Il Mercato del lavoro italiano e le dinamiche aziendali che relegano la figura femminile ad una posizione asimmetrica ed impari rispetto a quella maschile hanno spinto sociologi e politici a studiare la natura del fenomeno da prospettive differenti per trovarne risoluzione.
Un recente discorso del Presidente della Repubblica Sergio Mattarella, in occasione della festa della donna dello scorso otto Marzo, analizza l’oggettiva predisposizione delle donne, relativamente ai risultati conseguiti, allo studio universitario e riporta una percentuale più bassa di NEET donne rispetto agli uomini (benché i numeri rimangano comunque impietosi rispetto alla media femminile europea): tutto ciò è sufficiente affinché si possa definire ineguale il trattamento di genere ed il presidente auspicava, pertanto, un futuro migliore per le donne nel mercato del lavoro.

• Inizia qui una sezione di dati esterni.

use std::io::ErrorKind;
use std::sync::mpsc::Sender;
use std::thread::JoinHandle;

use micomlink_frame::{DeframeStats, Frame, FrameError, FrameReader, Scan};
use micomlink_transport::DeviceStream;
use tracing::{debug, trace};

use crate::error::{Result, SessionError};
use crate::shutdown::ShutdownSignal;

/// States of the receive loop.
///
/// ```text
/// Idle -> Reading -> Scanning -> FrameDelivered -> Scanning
///                             -> Incomplete     -> Reading
///                             -> Corrupt        -> Scanning
/// Reading -> Closed (shutdown or device error)
/// ```
#[derive(Debug, Clone, Copy, PartialEq, Eq)]
pub enum ReceiveState {
    Idle,
    Reading,
    Scanning,
    FrameDelivered,
    Incomplete,
    Corrupt,
    Closed,
}

/// Why a receive loop stopped without error.
#[derive(Debug, Clone, Copy, PartialEq, Eq)]
pub enum ExitReason {
    /// Shutdown was requested through the [`ShutdownSignal`].
    Shutdown,
    /// The frame consumer hung up.
    ConsumerGone,
}

/// Counters for one run of the receive loop.
#[derive(Debug, Clone, Copy, Default, PartialEq, Eq)]
pub struct ReceiveStats {
    pub frames_delivered: u64,
    pub checksum_failures: u64,
    pub corrupt_headers: u64,
    pub bytes_skipped: u64,
}

impl ReceiveStats {
    fn new(delivered: u64, deframe: DeframeStats) -> Self {
        Self {
            frames_delivered: delivered,
            checksum_failures: deframe.checksum_failures,
            corrupt_headers: deframe.corrupt_headers,
            bytes_skipped: deframe.bytes_skipped,
        }
    }
}

/// Result of a receive loop that ended cleanly.
#[derive(Debug, Clone, Copy, PartialEq, Eq)]
pub struct ReceiveSummary {
    pub reason: ExitReason,
    pub stats: ReceiveStats,
}

/// The receive side of a session: reads device bytes, reassembles frames,
/// and forwards each validated frame over a channel.
///
/// Corrupt frames and noise never leave the loop; they only show up in
/// [`ReceiveStats`] and the log.
pub struct ReceiveLoop {
    reader: FrameReader<DeviceStream>,
    shutdown: ShutdownSignal,
    state: ReceiveState,
    delivered: u64,
}

impl ReceiveLoop {
    pub(crate) fn new(reader: FrameReader<DeviceStream>, shutdown: ShutdownSignal) -> Self {
        Self {
            reader,
            shutdown,
            state: ReceiveState::Idle,
            delivered: 0,
        }
    }

    /// Signal that stops this loop.
    pub fn shutdown_signal(&self) -> ShutdownSignal {
        self.shutdown.clone()
    }

    /// Current state.
    pub fn state(&self) -> ReceiveState {
        self.state
    }

    /// Run until shutdown, consumer hang-up, or a device error (blocking).
    ///
    /// Returns `Err(SessionError::DeviceClosed)` on EOF or a read failure.
    pub fn run(&mut self, consumer: &Sender<Frame>) -> Result<ReceiveSummary> {
        loop {
            let next = match self.state {
                ReceiveState::Idle => ReceiveState::Reading,
                ReceiveState::Reading => {
                    if self.shutdown.is_requested() {
                        return Ok(self.close(ExitReason::Shutdown));
                    }
                    match self.reader.fill() {
                        Ok(_) => ReceiveState::Scanning,
                        Err(FrameError::Io(err))
                            if matches!(err.kind(), ErrorKind::TimedOut | ErrorKind::WouldBlock) =>
                        {
                            ReceiveState::Reading
                        }
                        Err(err) => {
                            self.transition(ReceiveState::Closed);
                            return Err(device_closed(err));
                        }
                    }
                }
                ReceiveState::Scanning => match self.reader.scan() {
                    Scan::Frame(frame) => {
                        if consumer.send(frame).is_err() {
                            return Ok(self.close(ExitReason::ConsumerGone));
                        }
                        self.delivered += 1;
                        ReceiveState::FrameDelivered
                    }
                    Scan::NeedMore => ReceiveState::Incomplete,
                    Scan::Dropped(_) => ReceiveState::Corrupt,
                },
                ReceiveState::FrameDelivered | ReceiveState::Corrupt => ReceiveState::Scanning,
                ReceiveState::Incomplete => ReceiveState::Reading,
                ReceiveState::Closed if self.shutdown.is_requested() => {
                    return Ok(self.close(ExitReason::Shutdown));
                }
                ReceiveState::Closed => {
                    return Err(SessionError::DeviceClosed(std::io::Error::new(
                        ErrorKind::NotConnected,
                        "receive loop already closed",
                    )));
                }
            };
            self.transition(next);
        }
    }

    /// Counters so far.
    pub fn stats(&self) -> ReceiveStats {
        ReceiveStats::new(self.delivered, self.reader.stats())
    }

    fn transition(&mut self, next: ReceiveState) {
        if next != self.state {
            trace!(from = ?self.state, to = ?next, "receive state");
        }
        self.state = next;
    }

    fn close(&mut self, reason: ExitReason) -> ReceiveSummary {
        self.transition(ReceiveState::Closed);
        let summary = ReceiveSummary {
            reason,
            stats: self.stats(),
        };
        debug!(?reason, stats = ?summary.stats, "receive loop stopped");
        summary
    }
}

fn device_closed(err: FrameError) -> SessionError {
    match err {
        FrameError::Io(io) => SessionError::DeviceClosed(io),
        FrameError::DeviceClosed => SessionError::DeviceClosed(std::io::Error::new(
            ErrorKind::UnexpectedEof,
            "end of stream",
        )),
        other => SessionError::Frame(other),
    }
}

/// Owner-side handle to a running receive thread.
pub struct ReceiverHandle {
    shutdown: ShutdownSignal,
    receive: JoinHandle<Result<ReceiveSummary>>,
    dispatch: Option<JoinHandle<()>>,
}

impl ReceiverHandle {
    pub(crate) fn new(
        shutdown: ShutdownSignal,
        receive: JoinHandle<Result<ReceiveSummary>>,
        dispatch: Option<JoinHandle<()>>,
    ) -> Self {
        Self {
            shutdown,
            receive,
            dispatch,
        }
    }

    /// Request cooperative shutdown. Takes effect within one poll interval.
    pub fn shutdown(&self) {
        self.shutdown.request();
    }

    /// Signal shared with the receive thread.
    pub fn shutdown_signal(&self) -> ShutdownSignal {
        self.shutdown.clone()
    }

    /// True once the receive thread has exited.
    pub fn is_finished(&self) -> bool {
        self.receive.is_finished()
    }

    /// Wait for the receive thread, then for the consumer thread (if any) to
    /// drain frames already handed off.
    pub fn join(self) -> Result<ReceiveSummary> {
        let result = self
            .receive
            .join()
            .map_err(|_| SessionError::ThreadPanicked("receive"))?;
        if let Some(dispatch) = self.dispatch {
            dispatch
                .join()
                .map_err(|_| SessionError::ThreadPanicked("consumer"))?;
        }
        result
    }
}
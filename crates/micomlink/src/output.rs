use std::io::{IsTerminal, Write};
use std::time::{SystemTime, UNIX_EPOCH};

use clap::ValueEnum;
use comfy_table::{presets::UTF8_FULL, ContentArrangement, Table};
use micomlink_buzzer::Note;
use micomlink_frame::{command_name, Frame};
use serde::Serialize;

#[derive(Clone, Debug, Copy, ValueEnum)]
pub enum OutputFormat {
    Json,
    Table,
    Pretty,
    Raw,
}

impl OutputFormat {
    pub fn default_for_stdout() -> Self {
        if std::io::stdout().is_terminal() {
            Self::Table
        } else {
            Self::Json
        }
    }
}

#[derive(Serialize)]
struct FrameOutput<'a> {
    event: &'a str,
    channel: u8,
    cmd1: u8,
    cmd2: u8,
    cmd3: u8,
    command: &'a str,
    target_id: u8,
    length: usize,
    crc: String,
    payload: String,
    #[serde(skip_serializing_if = "Option::is_none")]
    note: Option<&'a str>,
    #[serde(skip_serializing_if = "Option::is_none")]
    wire_size: Option<usize>,
    timestamp: String,
}

impl<'a> FrameOutput<'a> {
    fn new(event: &'a str, frame: &Frame) -> Self {
        Self {
            event,
            channel: frame.header.channel,
            cmd1: frame.header.cmd1,
            cmd2: frame.header.cmd2,
            cmd3: frame.header.cmd3,
            command: command_name(frame.header.cmd1),
            target_id: frame.header.target_id,
            length: frame.length(),
            crc: format!("0x{:04X}", frame.crc),
            payload: hex(frame.payload.as_ref()),
            note: None,
            wire_size: None,
            timestamp: now_unix_seconds(),
        }
    }
}

/// Print a frame taken off the wire.
pub fn print_frame(frame: &Frame, format: OutputFormat) {
    let mut out = FrameOutput::new("received", frame);
    out.note = frame
        .payload
        .first()
        .and_then(|&selector| Note::from_selector(selector))
        .map(Note::name);
    emit(&out, frame, format);
}

/// Print a summary of a frame written to the device.
pub fn print_sent(frame: &Frame, written: usize, format: OutputFormat) {
    let mut out = FrameOutput::new("sent", frame);
    out.wire_size = Some(written);
    emit(&out, frame, format);
}

fn emit(out: &FrameOutput<'_>, frame: &Frame, format: OutputFormat) {
    match format {
        OutputFormat::Json => {
            println!(
                "{}",
                serde_json::to_string(out).unwrap_or_else(|_| "{}".to_string())
            );
        }
        OutputFormat::Table => {
            let mut table = Table::new();
            table
                .load_preset(UTF8_FULL)
                .set_content_arrangement(ContentArrangement::Dynamic)
                .set_header(vec![
                    "CHANNEL", "CMD", "COMMAND", "TARGET", "LENGTH", "CRC", "PAYLOAD", "NOTE",
                ])
                .add_row(vec![
                    out.channel.to_string(),
                    format!("{:02X} {:02X} {:02X}", out.cmd1, out.cmd2, out.cmd3),
                    out.command.to_string(),
                    out.target_id.to_string(),
                    out.length.to_string(),
                    out.crc.clone(),
                    out.payload.clone(),
                    out.note.unwrap_or("-").to_string(),
                ]);
            println!("{table}");
        }
        OutputFormat::Pretty => {
            let note = out.note.map(|n| format!(" note={n}")).unwrap_or_default();
            println!(
                "{} channel={} cmd={:02X}/{:02X}/{:02X} ({}) target={} length={} crc={} payload={}{}",
                out.event,
                out.channel,
                out.cmd1,
                out.cmd2,
                out.cmd3,
                out.command,
                out.target_id,
                out.length,
                out.crc,
                out.payload,
                note
            );
        }
        OutputFormat::Raw => print_raw(frame.payload.as_ref()),
    }
}

pub fn print_raw(data: &[u8]) {
    let mut out = std::io::stdout();
    let _ = out.write_all(data);
    let _ = out.flush();
}

fn hex(data: &[u8]) -> String {
    data.iter().map(|b| format!("{b:02X}")).collect()
}

fn now_unix_seconds() -> String {
    SystemTime::now()
        .duration_since(UNIX_EPOCH)
        .map(|d| d.as_secs().to_string())
        .unwrap_or_else(|_| "0".to_string())
}

#[cfg(test)]
mod tests {
    use micomlink_frame::Header;

    use super::*;

    #[test]
    fn frame_output_fields() {
        let frame = Frame::new(Header::new(0, 1, 2, 1, 5), vec![0x12, 0x34, 0x56, 0x78]).unwrap();
        let out = FrameOutput::new("received", &frame);

        assert_eq!(out.command, "EDUCATION_CAN_DEMO");
        assert_eq!(out.crc, "0xAA7C");
        assert_eq!(out.payload, "12345678");
        assert_eq!(out.length, 4);

        let json = serde_json::to_value(&out).unwrap();
        assert_eq!(json["target_id"], 5);
        assert!(json.get("note").is_none());
    }
}
use std::thread;
use std::time::{Duration, Instant};

use crate::error::{GpioError, Result};
use crate::gpio::{Level, OutputPin};

/// How long each note sounds and how long the player rests after it.
#[derive(Debug, Clone)]
pub struct ToneConfig {
    pub duration: Duration,
    pub gap: Duration,
}

impl Default for ToneConfig {
    fn default() -> Self {
        Self {
            duration: Duration::from_millis(500),
            gap: Duration::from_millis(100),
        }
    }
}

/// Bit-bang a square wave at `frequency` Hz on `pin` for `duration`.
///
/// Each period drives the pin high for half a period, then low for half a
/// period. The pin is left low. Returns the number of full periods played.
pub fn play_tone<P: OutputPin>(pin: &mut P, frequency: f64, duration: Duration) -> Result<u64> {
    if !frequency.is_finite() || frequency <= 0.0 {
        return Err(GpioError::InvalidFrequency(frequency));
    }

    let half_period = Duration::try_from_secs_f64(0.5 / frequency)
        .map_err(|_| GpioError::InvalidFrequency(frequency))?;
    let end = Instant::now() + duration;
    let mut periods = 0u64;

    while Instant::now() < end {
        pin.set_level(Level::High)?;
        thread::sleep(half_period);
        pin.set_level(Level::Low)?;
        thread::sleep(half_period);
        periods += 1;
    }

    Ok(periods)
}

La sensazione è che le recenti politiche volte al raggiungimento della parità di genere sostanziale unitamente a quella formale (come recita l’Articolo 3 della Costituzione), passino da tentativi maldestri nel settore aziendale (le quote rosa) a da trovate elettorali volte al “washing” (le ultime elezioni del presidente della Repubblica hanno mostrato una tendenza generale a cercare spasmodicamente una figura femminile) che danneggiano intimamente la figura femminile e ne svalutano il merito relegandola, ancora una volta, alle dipendenze dell’opinione maschile imperante.
Io penso che esista un profondo problema culturale che spinga la società italiana (ancor più nel Mezzogiorno) a credere impossibile una eguale redistribuzione delle figure manageriali tra uomo e donna o, ancor peggio, a ritenere che una donna possa essere meno affidabile e adatta (mi riferisco alla tipizzazione di attributi ritenuti tipicamente maschili della leadership quali ad esempio la sfrontatezza, la freddezza) ad occupare una credibile posizione di comando. Tali fattori vanno ricercati nelle dinamiche sociologiche che spiegano gli orientamenti di popolo: le teorie di Max Weber presentano una predisposizione all’azione soggettiva dei popoli protestanti (che hanno dato genesi al Capitalismo) ed al riconoscimento del merito soggettivo che supera le barriere imposte dalla sociologia strutturalista (dalle teorie di Durkheim e Marx) e che mira, almenoin teoria, al trionfo del merito e della tecnica (nell’accezione greca di “téchne”, saper fare). Forse questo potrebbe spiegare il motivo per cui dai paesi dell’Europa centro-settentrionale siano emerse le prime donne di alto spessore manageriale (Angela Merkel, Margaret Thatcher, Ursula von der Leyen, o la lunga tradizione di presidenti donne islandesi, per citarne alcune) nel campo politico. Ciononostante, anche i paesi vincolati da dinamiche strutturali più rigide sono riusciti, nel corso dei decenni, a promuovere dei modelli manageriali femminili di alto riferimento etico ed economico (Luisa Spagnoli in Italia).
A proposito dei differenti approcci alla materia, un modello di “female management” riporterà poche differenze rispetto ad un “male management” per quanto possa ritenersi più etica e morale (lo è, di fatto) la figura femminile nelle dinamiche quotidiane rispetto a quella maschile. Pensiamo, per argomentare tale posizione, alla celebre teoria dei “Colletti Bianchi” di Edwin Sutherland secondo la quale sia il “capitalismo criminale” a condizionare la condotta dei soggetti che ne entrano attivamente a far parte: non è quindi la modesta appartenenza sociale (vengono così smentite le teorie di criminologia per le quali la devianza fosse relegata ai contesti sociali più bassi) a delimitare le realizzazioni dei crimini ma l’appartenenza ad un contesto qualsiasi, anche di vertice, ad imporre delle regole ascritte capace di condizionare l’attività dei soggetti i quali possono certamente scegliere se delinquere o meno. Si immagina pertanto che le donne al comando verrebbero spinte ad assumere comportamenti e condotte simili a quelle maschili, alle quali assistiamo da decenni, se costrette a muoversi all’interno dello stesso “recinto sociale”.
La vera rivoluzione dovrebbe, invece, riuscire a scardinare le vecchie dinamiche sociali (l’introduzione del tema della professionalità ne è una prova) e proporre modelli eticamente innovativi et per le donne et per gli uomini: la lotta volta alla parità di genere deve essere indotta dalla lotta per una nuova idea di management in tutte le organizzazioni complesse (private, pubbliche e politiche) volta alla reale meritocrazia (aldilà del mero genere), all’educazione all’uguaglianza ed all’intesse verso una concezione di leadership svecchiata, revisionata e finalmente depauperata dai suoi elementi negativamente vincolanti.